Federal Judge Rules NSCA Article Made False Claims About CrossFit
CrossFit Inc. achieved a crucial victory in its lawsuit vs. the National Strength and Conditioning Association on September 21. Judge Janis Sammartino ruled that the NSCA published false injury claims about CrossFit in its Journal of Strength and Conditioning Research. The NSCA article’s falsity is not news – we’ve proclaimed it to the world for three years. What is new is that a federal judge recognized this falsity as a matter of legal fact.
In addition, Judge Sammartino ruled against the NSCA’s First Amendment defense. The NSCA argued that scientific journals have the right to publish false information about commercial competitors without facing false advertising charges. Imagine the precedent set had NSCA prevailed here. Dell could publish that Macs cause kidney failure, and Apple could not sue them for false advertising. That is, as long as Dell published these false claims in a “scientific journal.” Strangely, NSCA argued that scientific journals should bear less accountability for publishing false information than other sources of information.
Judge Sammartino’s 20-page ruling is replete with quote-worthy lines. Take this one on page 12.

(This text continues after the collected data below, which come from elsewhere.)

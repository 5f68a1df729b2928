//! Quorum Extractor
//!
//! Turns a finalized meeting transcript into the structured values of a
//! decision card.
//!
//! # Overview
//!
//! Extraction is keyword matching, not language understanding:
//!
//! - **Decision**: text after "decide to", "we will" or "we should", else the
//!   first sentence
//! - **Owner**: text after "owner is", else empty
//! - **Status**: first of approved / pending / review found, else Proposed
//! - **Confidence**: grows with word count, clamped to a configured band
//!
//! # Architecture
//!
//! ```text
//! Transcript → TranscriptExtractor → TranscriptAnalysis → Board (quorum-store)
//! ```
//!
//! The free functions in this crate are stateless and use the default
//! confidence band. [`TranscriptExtractor`] carries an [`ExtractorConfig`] for
//! callers that need a different band.
//!
//! # Example Usage
//!
//! ```
//! use quorum_extractor::{extract_decision, extract_owner, TranscriptExtractor};
//! use quorum_domain::DecisionStatus;
//!
//! let text = "We decide to ship the beta. The owner is Priya. Approved.";
//! assert_eq!(extract_decision(text), "ship the beta");
//! assert_eq!(extract_owner(text), "Priya");
//!
//! let analysis = TranscriptExtractor::default().analyze(text);
//! assert_eq!(analysis.status, DecisionStatus::Approved);
//! ```

#![warn(missing_docs)]

mod config;
mod error;
mod patterns;
mod types;

pub use config::ExtractorConfig;
pub use error::ExtractorError;
pub use patterns::{estimate_confidence, extract_decision, extract_owner, extract_status};
pub use types::{TranscriptAnalysis, TranscriptExtractor};
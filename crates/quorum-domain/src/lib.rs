//! Quorum Domain Layer
//!
//! Value types shared by every other Quorum crate. Nothing in here holds
//! mutable collections; the stores that own them live in `quorum-store`.
//!
//! ## Key Concepts
//!
//! - **Field Definition**: a reusable schema entry (name, input type, options)
//! - **Card Field**: a copy of a field definition carrying a value
//! - **Decision Card**: a titled, ordered set of card fields with provenance
//! - **Comment**: an immutable, tagged note
//! - **Decision Status**: the four status values a card can carry
//!
//! ## Architecture
//!
//! - Only `uuid`, `serde` and `thiserror` as dependencies
//! - Pure value logic, no I/O
//! - Identifiers are UUIDv7 so they sort by creation time

#![warn(missing_docs)]
#![warn(clippy::all)]

pub mod card;
pub mod comment;
pub mod confidence;
pub mod error;
pub mod field;
pub mod ids;
pub mod status;

use std::time::{SystemTime, UNIX_EPOCH};

// Re-exports for convenience
pub use card::DecisionCard;
pub use comment::Comment;
pub use confidence::Confidence;
pub use error::DomainError;
pub use field::{parse_options, CardField, FieldDefinition, FieldType};
pub use ids::{CardId, CommentId, FieldId};
pub use status::DecisionStatus;

/// Milliseconds since the Unix epoch
///
/// Falls back to 0 if the system clock reads earlier than the epoch.
pub fn now_millis() -> u64 {
    SystemTime::now()
        .duration_since(UNIX_EPOCH)
        .map(|d| d.as_millis() as u64)
        .unwrap_or(0)
}
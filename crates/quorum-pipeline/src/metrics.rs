//! Metrics collection for pipeline runs

use std::time::Duration;

/// Counters kept by the pipeline worker
#[derive(Debug, Clone, Default, PartialEq)]
pub struct PipelineMetrics {
    /// Runs that produced a card
    pub runs_completed: usize,

    /// Runs that could not write to the board
    pub runs_failed: usize,

    /// Simulated latency spent across all completed runs
    pub total_latency: Duration,
}

impl PipelineMetrics {
    /// Create new empty metrics
    pub fn new() -> Self {
        Self::default()
    }

    /// Record a completed run
    pub fn record_run(&mut self, latency: Duration) {
        self.runs_completed += 1;
        self.total_latency += latency;
    }

    /// Record a run that failed to write its card
    pub fn record_failure(&mut self) {
        self.runs_failed += 1;
    }

    /// Generate a summary report of metrics
    pub fn summary(&self) -> String {
        [
            "Pipeline Metrics Summary".to_string(),
            "========================".to_string(),
            format!("Runs completed: {}", self.runs_completed),
            format!("Runs failed: {}", self.runs_failed),
            format!("Simulated latency: {}ms", self.total_latency.as_millis()),
        ]
        .join("\n")
    }
}

#[cfg(test)]
mod tests {
    use super::*;

    #[test]
    fn test_record_run() {
        let mut metrics = PipelineMetrics::new();
        metrics.record_run(Duration::from_millis(1800));
        metrics.record_run(Duration::from_millis(200));
        metrics.record_failure();

        assert_eq!(metrics.runs_completed, 2);
        assert_eq!(metrics.runs_failed, 1);
        assert_eq!(metrics.total_latency, Duration::from_millis(2000));
    }

    #[test]
    fn test_summary() {
        let mut metrics = PipelineMetrics::new();
        metrics.record_run(Duration::from_millis(1800));

        let summary = metrics.summary();
        assert!(summary.contains("Runs completed: 1"));
        assert!(summary.contains("Simulated latency: 1800ms"));
    }
}
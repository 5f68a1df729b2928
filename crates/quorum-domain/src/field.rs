//! Field definitions and the card fields copied from them

use crate::FieldId;
use serde::{Deserialize, Serialize};
use std::fmt;

/// Input type of a field
#[derive(Debug, Clone, Copy, PartialEq, Eq, Hash, Serialize, Deserialize)]
#[serde(rename_all = "lowercase")]
pub enum FieldType {
    /// Single-line text
    Text,
    /// Multi-line text
    Textarea,
    /// One of an enumerated list of options
    Select,
}

impl FieldType {
    /// Get the type name as a string
    pub fn as_str(&self) -> &'static str {
        match self {
            FieldType::Text => "text",
            FieldType::Textarea => "textarea",
            FieldType::Select => "select",
        }
    }
}

impl Default for FieldType {
    fn default() -> Self {
        FieldType::Text
    }
}

impl fmt::Display for FieldType {
    fn fmt(&self, f: &mut fmt::Formatter<'_>) -> fmt::Result {
        f.write_str(self.as_str())
    }
}

/// Split a comma-separated option list, trimming entries and dropping blanks
pub fn parse_options(raw: &str) -> Vec<String> {
    raw.split(',')
        .map(str::trim)
        .filter(|option| !option.is_empty())
        .map(str::to_string)
        .collect()
}

/// A schema entry shared by all cards
#[derive(Debug, Clone, PartialEq, Serialize, Deserialize)]
pub struct FieldDefinition {
    /// Unique identifier
    pub id: FieldId,

    /// Display name
    pub name: String,

    /// Input type
    #[serde(rename = "type")]
    pub field_type: FieldType,

    /// Enumerated options (non-empty only for select fields)
    pub options: Vec<String>,
}

impl FieldDefinition {
    /// Create a definition with a fresh id
    ///
    /// Options are dropped unless `field_type` is [`FieldType::Select`].
    pub fn new(name: impl Into<String>, field_type: FieldType, options: Vec<String>) -> Self {
        let options = if field_type == FieldType::Select {
            options
        } else {
            Vec::new()
        };

        Self {
            id: FieldId::new(),
            name: name.into(),
            field_type,
            options,
        }
    }

    /// Copy this definition into a card field with an empty value
    pub fn instantiate(&self) -> CardField {
        CardField {
            id: self.id,
            name: self.name.clone(),
            field_type: self.field_type,
            options: self.options.clone(),
            value: String::new(),
        }
    }

    /// Human-readable option list for select fields, empty for other types
    pub fn options_summary(&self) -> String {
        if self.field_type != FieldType::Select {
            return String::new();
        }
        if self.options.is_empty() {
            "Options: None".to_string()
        } else {
            format!("Options: {}", self.options.join(", "))
        }
    }
}

/// A field definition copied onto a card, carrying a value
///
/// Independent of its definition once copied: editing the value never touches
/// the schema, and later schema edits do not reach back into the copy.
#[derive(Debug, Clone, PartialEq, Serialize, Deserialize)]
pub struct CardField {
    /// Id of the definition this field was copied from
    pub id: FieldId,

    /// Display name at copy time
    pub name: String,

    /// Input type at copy time
    #[serde(rename = "type")]
    pub field_type: FieldType,

    /// Options at copy time
    pub options: Vec<String>,

    /// Current value
    pub value: String,
}

impl CardField {
    /// Value as shown in an input
    ///
    /// A select field with no value shows its first option.
    pub fn display_value(&self) -> &str {
        if self.value.is_empty() && self.field_type == FieldType::Select {
            return self.options.first().map(String::as_str).unwrap_or("");
        }
        &self.value
    }
}

#[cfg(test)]
mod tests {
    use super::*;

    #[test]
    fn test_parse_options() {
        assert_eq!(parse_options(" a, b,,c , "), vec!["a", "b", "c"]);
        assert!(parse_options("").is_empty());
        assert!(parse_options(" , ,").is_empty());
    }

    #[test]
    fn test_options_dropped_for_non_select() {
        let field = FieldDefinition::new("Owner", FieldType::Text, vec!["x".to_string()]);
        assert!(field.options.is_empty());

        let field = FieldDefinition::new("Priority", FieldType::Select, parse_options("Low, High"));
        assert_eq!(field.options, vec!["Low", "High"]);
    }

    #[test]
    fn test_instantiate_copies_with_empty_value() {
        let def = FieldDefinition::new("Priority", FieldType::Select, parse_options("Low, High"));
        let field = def.instantiate();
        assert_eq!(field.id, def.id);
        assert_eq!(field.name, "Priority");
        assert_eq!(field.options, def.options);
        assert_eq!(field.value, "");
    }

    #[test]
    fn test_display_value_for_select() {
        let def = FieldDefinition::new("Priority", FieldType::Select, parse_options("Low, High"));
        let mut field = def.instantiate();
        assert_eq!(field.display_value(), "Low");

        field.value = "High".to_string();
        assert_eq!(field.display_value(), "High");

        let empty = FieldDefinition::new("Empty", FieldType::Select, Vec::new()).instantiate();
        assert_eq!(empty.display_value(), "");
    }

    #[test]
    fn test_options_summary() {
        let select = FieldDefinition::new("S", FieldType::Select, parse_options("a,b"));
        assert_eq!(select.options_summary(), "Options: a, b");

        let none = FieldDefinition::new("S", FieldType::Select, Vec::new());
        assert_eq!(none.options_summary(), "Options: None");

        let text = FieldDefinition::new("T", FieldType::Textarea, Vec::new());
        assert_eq!(text.options_summary(), "");
    }

    #[test]
    fn test_field_type_serde() {
        let def = FieldDefinition::new("Notes", FieldType::Textarea, Vec::new());
        let json = serde_json::to_value(&def).unwrap();
        assert_eq!(json["type"], "textarea");
        let parsed: FieldType = serde_json::from_str("\"select\"").unwrap();
        assert_eq!(parsed, FieldType::Select);
        assert!(serde_json::from_str::<FieldType>("\"checkbox\"").is_err());
    }
}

Based on the evidence in the record, a reasonable fact finder could conclude that the NSCA fabricated the injury data and published them in the JSCR knowing they were false with the intention of protecting its market share in the fitness industry and diminishing the burgeoning popularity of the CrossFit program.
Or take the judge’s argument on pp. 12-13:
Looking at the communication from the JSCR editorial staff to the Devor Study authors, a reasonable fact finder could conclude that the NSCA pressured the authors to include data disparaging CrossFit’s exercise regimen, and the editor-in-chief’s admonition—“[r]emember the paper can still be rejected if the reviewers are not impressed with the sophistication of the revisions made”—could be construed as a veiled threat that the JSCR would not be interested in publishing the Devor Study if it did not include information showing “the fact many people do get injured doing these types of workouts,” whether or not that “fact” was true in this qualitative study.
This is essential to understand: authors Steven Devor and Michael Smith submitted a injury-less paper to the NSCA. Then, as the judge notes, NSCA editor-in-chief William Kraemer warned the authors that he would reject their paper unless they revised it as recommended. Of course, these recommendations included multiple requests to include injury data.
And therefore, the NSCA does not get to pull the “but it’s a scientific journal” defense:
the evidence now before the court could reasonably support the inference that the injury data were false and—worse—that the NSCA knew they were false and published them anyway in an attempt to protect its position in the market. If a party intentionally publishes false data about a competitor’s product to protect its own market share, that speech is commercial in nature and not subject to the same degree of protection as noncommercial speech.
Finally, Judge Sammartino concluded,
CrossFit has presented evidence showing the injury data were in fact false— regardless of whether the authors knew it at the time—and the NSCA has identified no evidence to the contrary. Accordingly, the Court GRANTS summary judgment in CrossFit’s favor on the element of falsity
Frankly, I was embarrassed reading some of Sammartino’s report – she elucidated the NSCA’s true motivations and behavior better than I have.
NSCA Damage Control Backfires
Two days later the NSCA reassured its Facebook page that everything was all right.
Sure, the judge ruled we published spurious injury data about our competitor, but have no fear, we can still come out on top here.
Let’s just say the NSCA’s reassurances may not have had their intended effect:
NSCA to Judge: Please Let us Appeal Your Decision Early
Exactly one week after it announced it “remains confident” about its chances at trial, the NSCA filed a motion to appeal the judge’s ruling.
Keep in mind that the CrossFit vs. NSCA case continues. Normally, a party can only appeal a case once it has been decided. When a party is so worried about its chances going forward that it wants to file an appeal before the case’s outcome is determined, however, it can file an “interlocutory appeal.” It is like asking a refund before you’ve paid the bill.
The NSCA currently has no right to appeal the judge’s decision. So NSCA’s lawyers have to persuade Judge Sammartino to “certify” her order. Only if the judge grants their request, can the NSCA appeal her September 21st ruling.
The NSCA’s appeal request centers on the NSCA’s most absurd argument: Even though the NSCA published bogus allegations about CrossFit in its own journal, and even if the NSCA had an obvious commercial motivation to do so, the bogus allegations would not count as commercial speech.
Perhaps this argument makes sense to the NSCA’s lawyers.
We will see whether Judge Sammartino grants the NSCA’s last-ditch request. Either way, CrossFit is eager to go to trial.